Our average customer is a resident who lives close by. They are usually very well read which is why our store has become a niche subject store. Sure, we sell the blockbusters too, but it’s all about the hidden gems. We do a lot in sales with history, philosophy, poetry – things that in a general interest bookstore would be neglected. We do really well with them. We draw on university students and faculty, as well as downtown residents, and the people who are our core shoppers. They love the fact that we have that mix. They love the fact that they know us, and we know them.

We have people who tell us they get a different vibe from our store than any other store. They know that we want to treat customers as if we were on the other side of the counter. We want to present them with knowledge, be respectful and polite, and I’m sure that’s the case with other independent stores in the country.  What few rules we have in the store, we bend them at will to help people who shop with us.

Tell me about the selection process of what goes onto the shelves. Bookmark is known for the sheer diversity of titles, without seeming like it’s trying to pander to everyone.

True. There have been some stores that I have known who wouldn’t stock the Twilight series, because it wouldn’t fit their profile. But we have no qualms with that or other blockbusters. However, we don’t feature them in our windows. That’s for local books, because thats what helps us pay the bills, and people want them. When I sit with sales reps, I kind of know overall what people would want, but there are also individual titles for individual customers that I will put on the shelf. I know a certain fellow who loves musicals, dramatists, and classical composers, so anything in that range, I will bring in for him. I will bring in one copy. I don’t need ten, I only need one. Those are the decisions that come in stocking the store. And local books are a huge part of what we do. So companies like Nimbus and Formac and Goose Lane are very important to our store.

How so?

I have been at national conferences, and I would ask people from outside our region about regional publishing in their area.  And I see that Atlantic Canada has an incredibly strong publishing scene.
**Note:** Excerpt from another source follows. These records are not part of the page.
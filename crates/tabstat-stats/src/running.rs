/// Single-pass accumulator for count, extrema, mean and variance.
///
/// Uses Welford's online update, keeping the running mean and the sum of
/// squared deviations from it (`m2`). Memory use is constant regardless of the
/// number of observations.
///
/// Non-finite observations are rejected by [`RunningStats::push`] and leave the
/// accumulator untouched.
///
/// # Examples
///
/// ```
/// use tabstat_stats::running::RunningStats;
///
/// let mut stats = RunningStats::new();
/// for value in [2.0, 4.0, 4.0, 4.0, 5.0, 5.0, 7.0, 9.0] {
///     assert!(stats.push(value));
/// }
///
/// assert_eq!(stats.count(), 8);
/// assert_eq!(stats.min(), Some(2.0));
/// assert_eq!(stats.max(), Some(9.0));
/// assert!((stats.mean().unwrap() - 5.0).abs() < 1e-12);
/// assert!((stats.population_std_dev().unwrap() - 2.0).abs() < 1e-12);
/// ```
#[derive(Debug, Clone, Copy, PartialEq)]
pub struct RunningStats {
    count: u64,
    mean: f64,
    m2: f64,
    min: f64,
    max: f64,
}

impl Default for RunningStats {
    fn default() -> Self {
        Self::new()
    }
}

impl RunningStats {
    /// Creates an empty accumulator.
    #[must_use]
    pub const fn new() -> Self {
        Self {
            count: 0,
            mean: 0.0,
            m2: 0.0,
            min: f64::INFINITY,
            max: f64::NEG_INFINITY,
        }
    }

    /// Adds an observation.
    ///
    /// Returns `false` (and ignores the value) if it is `NaN` or infinite.
    #[expect(clippy::cast_precision_loss)]
    pub fn push(&mut self, value: f64) -> bool {
        if !value.is_finite() {
            return false;
        }

        self.count += 1;
        if value < self.min {
            self.min = value;
        }
        if value > self.max {
            self.max = value;
        }

        let n = self.count as f64;
        let delta = value - self.mean;
        if delta.is_finite() {
            self.mean += delta / n;
            let delta2 = value - self.mean;
            self.m2 += delta * delta2;
        } else {
            // The difference overflows near the ends of the f64 range; work
            // with halved operands instead.
            let half = value / 2.0 - self.mean / 2.0;
            self.mean = self.mean - self.mean / n + value / n;
            let half2 = value / 2.0 - self.mean / 2.0;
            self.m2 += 4.0 * half * half2;
        }
        self.mean = self.mean.clamp(self.min, self.max);
        true
    }

    /// Combines another accumulator into this one.
    ///
    /// Uses the pairwise update of Chan et al., so the result equals the
    /// accumulator that would have seen both observation streams.
    ///
    /// ```
    /// use tabstat_stats::running::RunningStats;
    ///
    /// let mut left = RunningStats::new();
    /// let mut right = RunningStats::new();
    /// for value in [1.0, 2.0, 3.0] {
    ///     left.push(value);
    /// }
    /// for value in [4.0, 5.0, 6.0] {
    ///     right.push(value);
    /// }
    ///
    /// left.merge(&right);
    /// assert_eq!(left.count(), 6);
    /// assert_eq!(left.mean(), Some(3.5));
    /// assert_eq!(left.min(), Some(1.0));
    /// assert_eq!(left.max(), Some(6.0));
    /// ```
    #[expect(clippy::cast_precision_loss)]
    pub fn merge(&mut self, other: &Self) {
        if other.count == 0 {
            return;
        }
        if self.count == 0 {
            *self = *other;
            return;
        }

        let count = self.count + other.count;
        let delta = other.mean - self.mean;
        let (n_a, n_b, n) = (self.count as f64, other.count as f64, count as f64);

        if delta.is_finite() {
            self.mean += delta * (n_b / n);
            self.m2 += other.m2 + delta * delta * (n_a * n_b / n);
        } else {
            self.mean = self.mean * (n_a / n) + other.mean * (n_b / n);
            self.m2 = f64::INFINITY;
        }
        self.count = count;
        self.min = self.min.min(other.min);
        self.max = self.max.max(other.max);
        self.mean = self.mean.clamp(self.min, self.max);
    }

    /// Number of accepted observations.
    #[must_use]
    pub const fn count(&self) -> u64 {
        self.count
    }

    #[must_use]
    pub const fn is_empty(&self) -> bool {
        self.count == 0
    }

    /// Smallest observation, or `None` when empty.
    #[must_use]
    pub fn min(&self) -> Option<f64> {
        (self.count > 0).then_some(self.min)
    }

    /// Largest observation, or `None` when empty.
    #[must_use]
    pub fn max(&self) -> Option<f64> {
        (self.count > 0).then_some(self.max)
    }

    /// Arithmetic mean, or `None` when empty.
    #[must_use]
    pub fn mean(&self) -> Option<f64> {
        (self.count > 0).then_some(self.mean)
    }

    /// Population variance (`m2 / n`).
    #[expect(clippy::cast_precision_loss)]
    #[must_use]
    pub fn population_variance(&self) -> Option<f64> {
        (self.count > 0).then(|| self.m2 / self.count as f64)
    }

    /// Sample variance with Bessel's correction (`m2 / (n - 1)`).
    ///
    /// A single observation has no spread, so its variance is `0`.
    #[expect(clippy::cast_precision_loss)]
    #[must_use]
    pub fn sample_variance(&self) -> Option<f64> {
        match self.count {
            0 => None,
            1 => Some(0.0),
            n => Some(self.m2 / (n - 1) as f64),
        }
    }

    #[must_use]
    pub fn population_std_dev(&self) -> Option<f64> {
        self.population_variance().map(f64::sqrt)
    }

    #[must_use]
    pub fn sample_std_dev(&self) -> Option<f64> {
        self.sample_variance().map(f64::sqrt)
    }
}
Sometimes a locally published book is our best performing book of the year. It’s brilliant because you see Sue Goyette selling more than Jonathan Franzen. Or last year, the book on Dr. Goldbloom was our best-selling book. All those heavyweights have big celebrity, but our local readership supports the local authors.

You’ve mentioned your staff. You select the books that come into your store with care. Part of a successful store is its staff. Do you select them in the same manner?
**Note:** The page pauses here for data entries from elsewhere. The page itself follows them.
use std::ops::Range;

/// An equal-width histogram of a dataset's distribution.
///
/// The span between the smallest and largest value is divided into bins of
/// identical width. The last bin is closed on both sides so the maximum
/// value is counted.
#[derive(Debug, Clone)]
pub struct Histogram {
    /// The bins in ascending order. Empty if the input had no finite values.
    pub bins: Vec<HistogramBin>,
}

/// A single bin in a histogram.
#[derive(Debug, Clone, PartialEq)]
pub struct HistogramBin {
    /// The range of values covered by this bin (inclusive start, exclusive end).
    pub range: Range<f64>,
    /// The number of values that fall within this bin's range.
    pub count: u64,
}

impl HistogramBin {
    #[must_use]
    pub fn width(&self) -> f64 {
        self.range.end - self.range.start
    }
}

impl Histogram {
    /// Creates a histogram with `num_bins` equal-width bins.
    ///
    /// Non-finite values are ignored. When every value is identical the bins
    /// span a unit interval centered on that value.
    ///
    /// # Examples
    ///
    /// ```
    /// # use tabstat_stats::histogram::Histogram;
    /// let histogram = Histogram::new([1.0, 2.0, 2.5, 4.0, 5.0], 4);
    /// let counts = histogram.bins.iter().map(|b| b.count).collect::<Vec<_>>();
    /// assert_eq!(counts, [1, 2, 0, 2]);
    /// assert_eq!(histogram.total(), 5);
    /// ```
    #[expect(
        clippy::cast_precision_loss,
        clippy::cast_sign_loss,
        clippy::cast_possible_truncation
    )]
    #[must_use]
    pub fn new<I>(values: I, num_bins: usize) -> Self
    where
        I: IntoIterator<Item = f64>,
    {
        let values = values
            .into_iter()
            .filter(|v| v.is_finite())
            .collect::<Vec<_>>();
        if values.is_empty() || num_bins == 0 {
            return Self { bins: vec![] };
        }

        let min = values.iter().copied().fold(f64::INFINITY, f64::min);
        let max = values.iter().copied().fold(f64::NEG_INFINITY, f64::max);
        let (start, span) = if max - min > 0.0 {
            (min, max - min)
        } else {
            (min - 0.5, 1.0)
        };
        let bin_width = span / num_bins as f64;

        // Boundaries are recomputed from the start to avoid accumulating error.
        let mut bins = (0..num_bins)
            .map(|idx| HistogramBin {
                range: start + idx as f64 * bin_width..start + (idx + 1) as f64 * bin_width,
                count: 0,
            })
            .collect::<Vec<_>>();

        for val in values {
            let position = ((val - start) / bin_width).floor();
            let idx = if position <= 0.0 {
                0
            } else {
                (position as usize).min(num_bins - 1)
            };
            bins[idx].count += 1;
        }

        Self { bins }
    }

    /// Total number of values counted.
    #[must_use]
    pub fn total(&self) -> u64 {
        self.bins.iter().map(|bin| bin.count).sum()
    }

    /// Height of `bin` when the histogram is normalized to unit area.
    ///
    /// ```
    /// # use tabstat_stats::histogram::Histogram;
    /// let histogram = Histogram::new([0.0, 1.0, 1.5, 2.0], 2);
    /// let area = histogram
    ///     .bins
    ///     .iter()
    ///     .map(|bin| histogram.density(bin) * bin.width())
    ///     .sum::<f64>();
    /// assert!((area - 1.0).abs() < 1e-12);
    /// ```
    #[expect(clippy::cast_precision_loss)]
    #[must_use]
    pub fn density(&self, bin: &HistogramBin) -> f64 {
        let total = self.total();
        let width = bin.width();
        if total == 0 || width <= 0.0 {
            return 0.0;
        }
        bin.count as f64 / (total as f64 * width)
    }

    /// The tallest normalized bin height, `0` for an empty histogram.
    #[must_use]
    pub fn max_density(&self) -> f64 {
        self.bins
            .iter()
            .map(|bin| self.density(bin))
            .fold(0.0, f64::max)
    }
}

#[cfg(test)]
mod tests {
    use super::*;

    #[test]
    fn test_empty_values() {
        let histogram = Histogram::new(std::iter::empty(), 16);
        assert!(histogram.bins.is_empty());
        assert_eq!(histogram.max_density(), 0.0);
    }

    #[test]
    fn test_zero_bins() {
        let histogram = Histogram::new([1.0, 2.0], 0);
        assert!(histogram.bins.is_empty());
    }

    #[test]
    fn test_all_same_value() {
        let histogram = Histogram::new([3.0; 10], 4);
        assert_eq!(histogram.bins.len(), 4);
        assert_eq!(histogram.total(), 10);
        assert_eq!(histogram.bins.first().unwrap().range.start, 2.5);
        assert!(histogram.bins.iter().any(|bin| bin.range.contains(&3.0) && bin.count == 10));
    }

    #[test]
    fn test_max_lands_in_last_bin() {
        let histogram = Histogram::new([0.0, 10.0], 5);
        assert_eq!(histogram.bins[0].count, 1);
        assert_eq!(histogram.bins[4].count, 1);
    }

    #[test]
    fn test_ignores_non_finite() {
        let histogram = Histogram::new([1.0, f64::NAN, 2.0, f64::INFINITY], 2);
        assert_eq!(histogram.total(), 2);
    }

    #[test]
    fn test_bins_are_contiguous() {
        let values = (0..100).map(f64::from);
        let histogram = Histogram::new(values, 16);
        for pair in histogram.bins.windows(2) {
            assert!((pair[0].range.end - pair[1].range.start).abs() < 1e-9);
        }
        assert_eq!(histogram.total(), 100);
    }
}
It’s intuitive. People come in and apply, and they may think they are at a disadvantage because they don’t know about cash registers or stocking systems. But the fact that they love books and love to talk about books, those are the things I want to see in someone. We were all customers at Bookmark before we became employees.

Retail in 1989 and retail in 2014 are two very different things. On the book front, Halifax used to boast a lot of bookstores in its downtown core, both new and used. That number has dwindled dramatically. Why do you think Bookmark has stayed the course?

It’s the depth and mix of our inventory, and our staff. Even with a lot of the mainstream blockbuster books, our customers know they can get them elsewhere, and yet they choose to get them from us.

Everybody who works here is invested in the store: people who work full-time to part-time students who work a couple nights, they all become invested in it. It’s kind of like the British way of looking at bookselling: it’s a profession. You have to be an expert on so many things. I don’t cook, but I know about cookbooks. I don’t read philosophy, but I have to know about good philosophy books. The people who look at it as just as job, they move on. But the people who become Bookmark people, they stay.

And last but not least, what are you reading right now?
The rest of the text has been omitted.